Lorsqu’un chêne, majestueux bien sûr, devient un univers immense peuplé de toutes sortes d’êtres qui en prennent la mesure ou la démesure… Une branche est une avenue, une feuille une place, une goutte d’eau une belle averse et la moindre larve prend une dimension monstrueuse !
Telle est l’idée maîtresse de ce très beau livre que l’on dévore de la cime aux racines.
Quand on fait la connaissance de Tobie, notre héros minuscule de treize ans qui ne mesure que quelques millimètres, on le trouve en fâcheuse posture : «Tobie était dans un trou d’écorce noire, une jambe abîmée, des coupures à chaque épaule et les cheveux trempés de sang. Il avait les mains bouillies par le feu des épines et ne sentait plus le reste de son petit corps endormi de douleur et de fatigue.» Il est poursuivi par une horde vociférante et ne parvient à échapper de justesse à ses poursuivants qu’en quittant les beaux quartiers du sommet de l’arbre où il a toujours vécu avec ses parents pour se réfugier vers les terres d’en bas, mal connues, mal définies, sur lesquelles on dit bien des choses, où rien ne serait sûr y compris la vie.
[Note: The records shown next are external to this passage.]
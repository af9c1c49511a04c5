//! Liquid staking token exchange rates
//!
//! Rocket Pool's rETH and Lido's wstETH expose the amount of underlying per token as an
//! 18 decimal fixed point getter. Both origins read that getter, scale it and invert it
//! for pairs registered the other way around. Rocket Pool reads all pairs in one batch
//! per block; wstETH reads every pair on its own.

use crate::addresses::{ContractAddresses, Resolved};
use crate::chain::{Call, ChainClient};
use crate::context::FetchContext;
use crate::contracts::{self, ContractKind};
use crate::error::{OriginError, Result};
use crate::origin::Origin;
use crate::retry::RetryPolicy;
use crate::samples::{ratio, target_blocks, Samples};
use async_trait::async_trait;
use bn::DecFloatPointNumber;
use futures::future::join_all;
use node_config::ContractOriginConfig;
use std::collections::HashMap;
use std::sync::Arc;
use tracing::warn;
use types::{Pair, Point, PointError};

const RATE_DECIMALS: u8 = 18;

/// Rate getter of one token family
#[derive(Debug, Clone, Copy, PartialEq, Eq)]
pub struct RateContract {
    pub kind: ContractKind,
    pub function: &'static str,
    /// One batch for all pairs instead of one per pair
    pub shared_batch: bool,
}

/// rETH `getExchangeRate()`, ETH per rETH
pub const ROCKET_POOL: RateContract = RateContract {
    kind: ContractKind::RocketTokenReth,
    function: "getExchangeRate",
    shared_batch: true,
};

/// wstETH `stEthPerToken()`, stETH per wstETH
pub const WSTETH: RateContract = RateContract {
    kind: ContractKind::WstEth,
    function: "stEthPerToken",
    shared_batch: false,
};

pub struct ExchangeRateOrigin {
    name: String,
    contract: RateContract,
    client: Arc<dyn ChainClient>,
    retry: RetryPolicy,
    block_offsets: Vec<u64>,
    contracts: ContractAddresses,
}

impl ExchangeRateOrigin {
    pub fn new(
        name: impl Into<String>,
        contract: RateContract,
        config: &ContractOriginConfig,
        client: Option<Arc<dyn ChainClient>>,
        retry: RetryPolicy,
    ) -> Result<Self> {
        let name = name.into();
        let client = client.ok_or_else(|| OriginError::MissingChainClient { origin: name.clone() })?;
        if config.block_offsets.is_empty() {
            return Err(OriginError::Configuration(format!("{name}: block_offsets is empty")));
        }

        let mut contracts = ContractAddresses::new();
        for entry in &config.contracts {
            contracts.insert(entry.pair.clone(), &entry.address, entry.inverted, ())?;
        }

        Ok(Self {
            name,
            contract,
            client,
            retry,
            block_offsets: config.block_offsets.clone(),
            contracts,
        })
    }

    fn call(&self, resolved: &Resolved<()>) -> Result<Call> {
        Call::new(resolved.address, self.contract.kind, self.contract.function, &[])
    }

    fn price(&self, resolved: &Resolved<()>, result: &crate::chain::CallResult) -> Result<DecFloatPointNumber> {
        let tokens = result.decode(&resolved.address, self.contract.kind, self.contract.function)?;
        let rate = ratio(&contracts::as_uint(contracts::output(&tokens, 0)?)?, RATE_DECIMALS);
        if resolved.inverted {
            Ok(rate.inv()?)
        } else {
            Ok(rate)
        }
    }

    /// Read `requests` in one batch at `block`
    async fn read(
        &self,
        ctx: &FetchContext,
        requests: &[(Pair, Resolved<()>)],
        block: u64,
    ) -> Vec<std::result::Result<DecFloatPointNumber, PointError>> {
        let calls = match requests.iter().map(|(_, resolved)| self.call(resolved)).collect::<Result<Vec<_>>>() {
            Ok(calls) => calls,
            Err(err) => return vec![Err(err.to_point_error()); requests.len()],
        };
        match self
            .retry
            .run(ctx, self.contract.function, || self.client.call_batch(&calls, block))
            .await
        {
            Ok(results) => requests
                .iter()
                .zip(results.iter().map(Some).chain(std::iter::repeat(None)))
                .map(|((_, resolved), result)| match result {
                    Some(result) => self.price(resolved, result).map_err(|err| err.to_point_error()),
                    None => Err(PointError::domain("rate batch truncated")),
                })
                .collect(),
            Err(err) => {
                warn!(origin = %self.name, block, error = %err, "Exchange rate read failed");
                vec![Err(err.to_point_error()); requests.len()]
            }
        }
    }
}

#[async_trait]
impl Origin for ExchangeRateOrigin {
    fn name(&self) -> &str {
        &self.name
    }

    async fn fetch_data_points(&self, ctx: &FetchContext, pairs: &[Pair]) -> Result<HashMap<Pair, Point>> {
        let mut samples = Samples::new();
        let mut requests = Vec::new();
        for pair in pairs {
            match self.contracts.resolve(pair) {
                Some(resolved) => requests.push((pair.clone(), resolved)),
                None => samples.fail(pair, PointError::configuration(format!("no contract configured for {pair}"))),
            }
        }
        if requests.is_empty() {
            return Ok(samples.into_points(&self.name, 0));
        }

        let latest = self
            .retry
            .run(ctx, "block_number", || self.client.block_number())
            .await?;

        for block in target_blocks(latest, &self.block_offsets) {
            let prices = if self.contract.shared_batch {
                self.read(ctx, &requests, block).await
            } else {
                join_all(
                    requests
                        .iter()
                        .map(|request| self.read(ctx, std::slice::from_ref(request), block)),
                )
                .await
                .into_iter()
                .flatten()
                .collect()
            };
            for ((pair, _), price) in requests.iter().zip(prices) {
                samples.push(pair, price);
            }
        }

        Ok(samples.into_points(&self.name, latest))
    }
}

#[cfg(test)]
mod tests {
    use super::*;
    use crate::chain::parse_address;
    use crate::testing::ScriptedChainClient;
    use ethabi::{Token, Uint};
    use node_config::ContractConfig;
    use types::ErrorKind;

    const RETH: &str = "0xae78736Cd615f374D3085123A210448E74Fc6393";
    const WSTETH_TOKEN: &str = "0x7f39C581F595B53c5cb19bD0b3f8dA6c935E2Ca0";

    fn rate(value: &str) -> Vec<Token> {
        vec![Token::Uint(Uint::from_dec_str(value).unwrap())]
    }

    fn config(pair: Pair, address: &str, block_offsets: Vec<u64>) -> ContractOriginConfig {
        ContractOriginConfig {
            block_offsets,
            contracts: vec![ContractConfig {
                pair,
                address: address.into(),
                inverted: false,
            }],
        }
    }

    fn dec(s: &str) -> DecFloatPointNumber {
        s.parse().unwrap()
    }

    #[tokio::test]
    async fn test_reth_rate_and_inverse() {
        let client = ScriptedChainClient::new(500);
        client
            .respond(
                parse_address(RETH).unwrap(),
                ContractKind::RocketTokenReth,
                "getExchangeRate",
                &[],
                &rate("1250000000000000000"),
            )
            .unwrap();
        let client = Arc::new(client);
        let origin = ExchangeRateOrigin::new(
            "rocket_pool",
            ROCKET_POOL,
            &config(Pair::new("RETH", "ETH"), RETH, vec![0]),
            Some(client.clone()),
            RetryPolicy::none(),
        )
        .unwrap();

        let reth = Pair::new("RETH", "ETH");
        let eth = Pair::new("ETH", "RETH");
        let points = origin
            .fetch_data_points(&FetchContext::background(), &[reth.clone(), eth.clone()])
            .await
            .unwrap();
        assert_eq!(points[&reth].tick().unwrap().price, Some(dec("1.25")));
        assert_eq!(points[&eth].tick().unwrap().price, Some(dec("0.8")));
        assert_eq!(points[&reth].meta["origin"], "rocket_pool");
        // both pairs share one batch
        assert_eq!(client.batch_count(), 1);
    }

    #[tokio::test]
    async fn test_wsteth_averages_offsets() {
        let client = ScriptedChainClient::new(1_000);
        let token = parse_address(WSTETH_TOKEN).unwrap();
        client
            .respond_at(1_000, token, ContractKind::WstEth, "stEthPerToken", &[], &rate("1150000000000000000"))
            .unwrap();
        client
            .respond_at(900, token, ContractKind::WstEth, "stEthPerToken", &[], &rate("1140000000000000000"))
            .unwrap();
        let origin = ExchangeRateOrigin::new(
            "wsteth",
            WSTETH,
            &config(Pair::new("WSTETH", "STETH"), WSTETH_TOKEN, vec![0, 100]),
            Some(Arc::new(client)),
            RetryPolicy::none(),
        )
        .unwrap();

        let pair = Pair::new("WSTETH", "STETH");
        let points = origin
            .fetch_data_points(&FetchContext::background(), &[pair.clone()])
            .await
            .unwrap();
        assert_eq!(points[&pair].tick().unwrap().price, Some(dec("1.145")));
        assert_eq!(points[&pair].meta["block"], 1_000);
    }

    #[tokio::test]
    async fn test_transport_failure_is_transient() {
        let client = ScriptedChainClient::new(1_000);
        client.fail_next_batches(1);
        let origin = ExchangeRateOrigin::new(
            "rocket_pool",
            ROCKET_POOL,
            &config(Pair::new("RETH", "ETH"), RETH, vec![0]),
            Some(Arc::new(client)),
            RetryPolicy::none(),
        )
        .unwrap();

        let pair = Pair::new("RETH", "ETH");
        let points = origin
            .fetch_data_points(&FetchContext::background(), &[pair.clone()])
            .await
            .unwrap();
        let error = points[&pair].error.as_ref().unwrap();
        assert_eq!(error.kind, ErrorKind::Transient);
        assert!(error.message.starts_with("rocket_pool RETH/ETH: "));
    }

    #[tokio::test]
    async fn test_cancelled_context_fails_fetch() {
        let origin = ExchangeRateOrigin::new(
            "wsteth",
            WSTETH,
            &config(Pair::new("WSTETH", "STETH"), WSTETH_TOKEN, vec![0]),
            Some(Arc::new(ScriptedChainClient::new(1))),
            RetryPolicy::none(),
        )
        .unwrap();
        let (ctx, cancel) = FetchContext::background().cancellable();
        cancel.cancel();

        let result = origin.fetch_data_points(&ctx, &[Pair::new("WSTETH", "STETH")]).await;
        assert_eq!(result.unwrap_err(), OriginError::Cancelled);
    }
}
On comprend peu à peu pourquoi Tobie a dû s’expatrier : son père, Sim Lolness, un scientifique de grand renom, vient de faire une découverte d’importance qui pourrait modifier la conception du monde de l’arbre et contrecarrer les projets du Grand Conseil qui dirige la communauté sylvestre. En refusant de communiquer sa découverte, le père de Tobie devient un paria et la vie de sa famille est menacée. Voilà pourquoi l’adolescent se retrouve projeté du jour au lendemain et sans préparation aucune dans un univers rude, loin du cocon douillet dans lequel il a grandi : un bel appartement creusé par les charançons dans une branche élégante du sommet. Il se retrouve seul, pris dans un tourbillon d’aventures qui le dépassent parfois, au contact de personnages singuliers, fascinants ou mauvais. Il fait ainsi l’apprentissage de la vraie vie et élargit considérablement son horizon.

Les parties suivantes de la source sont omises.